3.1 Phillip Lim is Lim's fashion label.

===Collections===
For the line's fall 2006 collection, Lim aimed to "inject some 'street elegance' " into his designs. Laird Borrelli of Vogue praised his work as a "pretty-but-cool clothes" that "don't try too hard".

Lim's spring 2007 collection, His first runway show was praised as "lovely" by Nicole Phelps of Vogue, who said Lim proved himself to be an "accomplished tailor". His clothes were romantic and predominantly white, with occasional navy and floral elements. Phelps noted Lim's "knack for combining the dressy and the casual", saying that "Lim knows how fashionable women want to dress".

The line's fall 2007 collection was inspired by socialite Edith Bouvier Beale and meant to embody what Lim called "pedigree minus prudence". In what Phelps described as Lim's "most ambitious collection by far", Lim showed prep-school plaids and debutante-inspired dresses.

For his Resort 2008 collection, Lim revisited his standby motifs.

His fall 2009 was inspired by the youthquake movement of the 1960s in England. Lissie Trullie's band performed live on his runway.

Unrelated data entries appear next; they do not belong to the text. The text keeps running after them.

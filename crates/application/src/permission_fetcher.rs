use fieldlens_core::{AppResult, OrgDomain};
use fieldlens_domain::{FieldIdentity, PermissionGrid, QualifiedFieldName};
use tracing::info;

use crate::soql::{field_permissions_query, permission_set_catalog_query};
use crate::{FieldPermissionRecord, OrgGateway, PermissionSetCatalogEntry, ingest_records};

/// Sparse permission data fetched for one field.
#[derive(Debug, Clone, PartialEq, Eq)]
pub struct FetchedPermissions {
    /// Field the rows belong to.
    pub field: QualifiedFieldName,
    /// Deduplicated grid built from the fetched rows only.
    pub grid: PermissionGrid,
    /// Rows exactly as returned, kept to route later create mutations.
    pub records: Vec<FieldPermissionRecord>,
}

/// Reads field permission rows and the permission set catalog.
#[derive(Clone)]
pub struct PermissionFetcher {
    gateway: OrgGateway,
}

impl PermissionFetcher {
    /// Creates a fetcher on top of an org gateway.
    #[must_use]
    pub fn new(gateway: OrgGateway) -> Self {
        Self { gateway }
    }

    /// Fetches and ingests the field permission rows for one field.
    ///
    /// The catalog is not merged here; see [`crate::merge_catalog`].
    pub async fn fetch(
        &self,
        identity: &FieldIdentity,
        domain: &OrgDomain,
    ) -> AppResult<FetchedPermissions> {
        let field = identity.qualified_name()?;
        let records: Vec<FieldPermissionRecord> = self
            .gateway
            .query_records(domain, field_permissions_query(&field).as_str())
            .await?;
        let grid = ingest_records(&records);

        info!(
            field = %field,
            rows = records.len(),
            profiles = grid.profiles().len(),
            permission_sets = grid.permission_sets().len(),
            "fetched field permissions"
        );

        Ok(FetchedPermissions {
            field,
            grid,
            records,
        })
    }

    /// Fetches every standalone permission set in the org.
    pub async fn fetch_catalog(&self, domain: &OrgDomain) -> AppResult<Vec<PermissionSetCatalogEntry>> {
        self.gateway
            .query_records(domain, permission_set_catalog_query())
            .await
    }
}

#[cfg(test)]
mod tests {
    use std::sync::Arc;

    use async_trait::async_trait;
    use fieldlens_core::{AppError, AppResult, OrgDomain, SessionToken};
    use fieldlens_domain::FieldIdentity;
    use serde_json::{Value, json};
    use tokio::sync::Mutex;

    use crate::{OrgGateway, OrgRestTransport, SessionTokenProvider};

    use super::PermissionFetcher;

    struct FixedTokens(Option<&'static str>);

    #[async_trait]
    impl SessionTokenProvider for FixedTokens {
        async fn session_token(&self, domain: &OrgDomain) -> AppResult<SessionToken> {
            match self.0 {
                Some(token) => SessionToken::new(token),
                None => Err(AppError::Unauthorized(format!("no session for '{domain}'"))),
            }
        }
    }

    struct ScriptedTransport {
        response: AppResult<Value>,
        queries: Mutex<Vec<String>>,
    }

    impl ScriptedTransport {
        fn new(response: AppResult<Value>) -> Self {
            Self {
                response,
                queries: Mutex::new(Vec::new()),
            }
        }
    }

    #[async_trait]
    impl OrgRestTransport for ScriptedTransport {
        async fn query(&self, _: &OrgDomain, _: &SessionToken, soql: &str) -> AppResult<Value> {
            self.queries.lock().await.push(soql.to_owned());
            match &self.response {
                Ok(value) => Ok(value.clone()),
                Err(AppError::Network { status, body }) => Err(AppError::Network {
                    status: *status,
                    body: body.clone(),
                }),
                Err(other) => Err(AppError::Internal(other.to_string())),
            }
        }

        async fn update_record(
            &self,
            _: &OrgDomain,
            _: &SessionToken,
            _: &str,
            _: &str,
            _: Value,
        ) -> AppResult<()> {
            Err(AppError::Internal("unexpected update".to_owned()))
        }

        async fn create_record(
            &self,
            _: &OrgDomain,
            _: &SessionToken,
            _: &str,
            _: Value,
        ) -> AppResult<Value> {
            Err(AppError::Internal("unexpected create".to_owned()))
        }
    }

    fn domain() -> OrgDomain {
        OrgDomain::from_presentation_host("acme.lightning.force.com")
            .unwrap_or_else(|_| unreachable!("static host is valid"))
    }

    #[tokio::test]
    async fn fetch_ingests_rows_for_one_field() {
        let transport = Arc::new(ScriptedTransport::new(Ok(json!({
            "records": [{
                "Id": "01k5g00000AbCdEfGH",
                "Field": "WorkOrder.Status",
                "PermissionsRead": true,
                "PermissionsEdit": true,
                "Parent": { "Id": "0PS1", "Name": "Dispatcher", "Type": "Regular" }
            }]
        }))));
        let fetcher = PermissionFetcher::new(OrgGateway::new(
            Arc::new(FixedTokens(Some("token"))),
            transport.clone(),
        ));

        let fetched = fetcher
            .fetch(&FieldIdentity::new("WorkOrder", "Status"), &domain())
            .await;

        assert!(fetched.is_ok());
        let fetched = fetched.unwrap_or_else(|_| unreachable!());
        assert_eq!(fetched.field.as_str(), "WorkOrder.Status");
        assert_eq!(fetched.grid.permission_sets().len(), 1);
        assert_eq!(fetched.records.len(), 1);

        let queries = transport.queries.lock().await;
        assert!(queries.iter().any(|query| query.contains("'WorkOrder.Status'")));
    }

    #[tokio::test]
    async fn fetch_without_token_is_an_auth_failure() {
        let fetcher = PermissionFetcher::new(OrgGateway::new(
            Arc::new(FixedTokens(None)),
            Arc::new(ScriptedTransport::new(Ok(json!({ "records": [] })))),
        ));

        let result = fetcher
            .fetch(&FieldIdentity::new("WorkOrder", "Status"), &domain())
            .await;

        assert!(matches!(result, Err(AppError::Unauthorized(_))));
    }

    #[tokio::test]
    async fn non_success_status_is_a_network_failure() {
        let fetcher = PermissionFetcher::new(OrgGateway::new(
            Arc::new(FixedTokens(Some("token"))),
            Arc::new(ScriptedTransport::new(Err(AppError::status(401, "INVALID_SESSION_ID")))),
        ));

        let result = fetcher
            .fetch(&FieldIdentity::new("WorkOrder", "Status"), &domain())
            .await;

        assert!(matches!(result, Err(AppError::Network { status: Some(401), .. })));
    }

    #[tokio::test]
    async fn unsafe_identity_never_reaches_the_transport() {
        let transport = Arc::new(ScriptedTransport::new(Ok(json!({ "records": [] }))));
        let fetcher = PermissionFetcher::new(OrgGateway::new(
            Arc::new(FixedTokens(Some("token"))),
            transport.clone(),
        ));

        let result = fetcher
            .fetch(&FieldIdentity::new("WorkOrder", "Status' OR Field != '"), &domain())
            .await;

        assert!(matches!(result, Err(AppError::Validation(_))));
        assert!(transport.queries.lock().await.is_empty());
    }
}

His spring 2010 fashion show, held on September 16, 2009, as part of the New York Fashion Week, was very well received, Lauren David Peden of Vogue reviewing the clothes as "delightfully modern, exceptionally detailed looks", "enhancing a woman’s femininity without getting all girlie-girl saccharine", and Mark Holgate adding that Lim was "able to martial all the salient ideas of the season into brilliantly effortless, and wonderfully special, pieces". The collection was presented again the following day, at an exclusive runway event for American Express cardholders, the designer explaining that his goal was "to provide Cardmembers insight beyond the traditional runway show and offer them a one-of-a-kind experience into the design process". However, during the show one of the models continuously fell down in her stilettos on both of her trips down the runway, and couldn't get up during the finale until another model picked her up and helped her off the runway. The mishap triggered several articles, and Jessica Coen of New York Magazine's The Cut even stated that "the whole thing was a catastrophe".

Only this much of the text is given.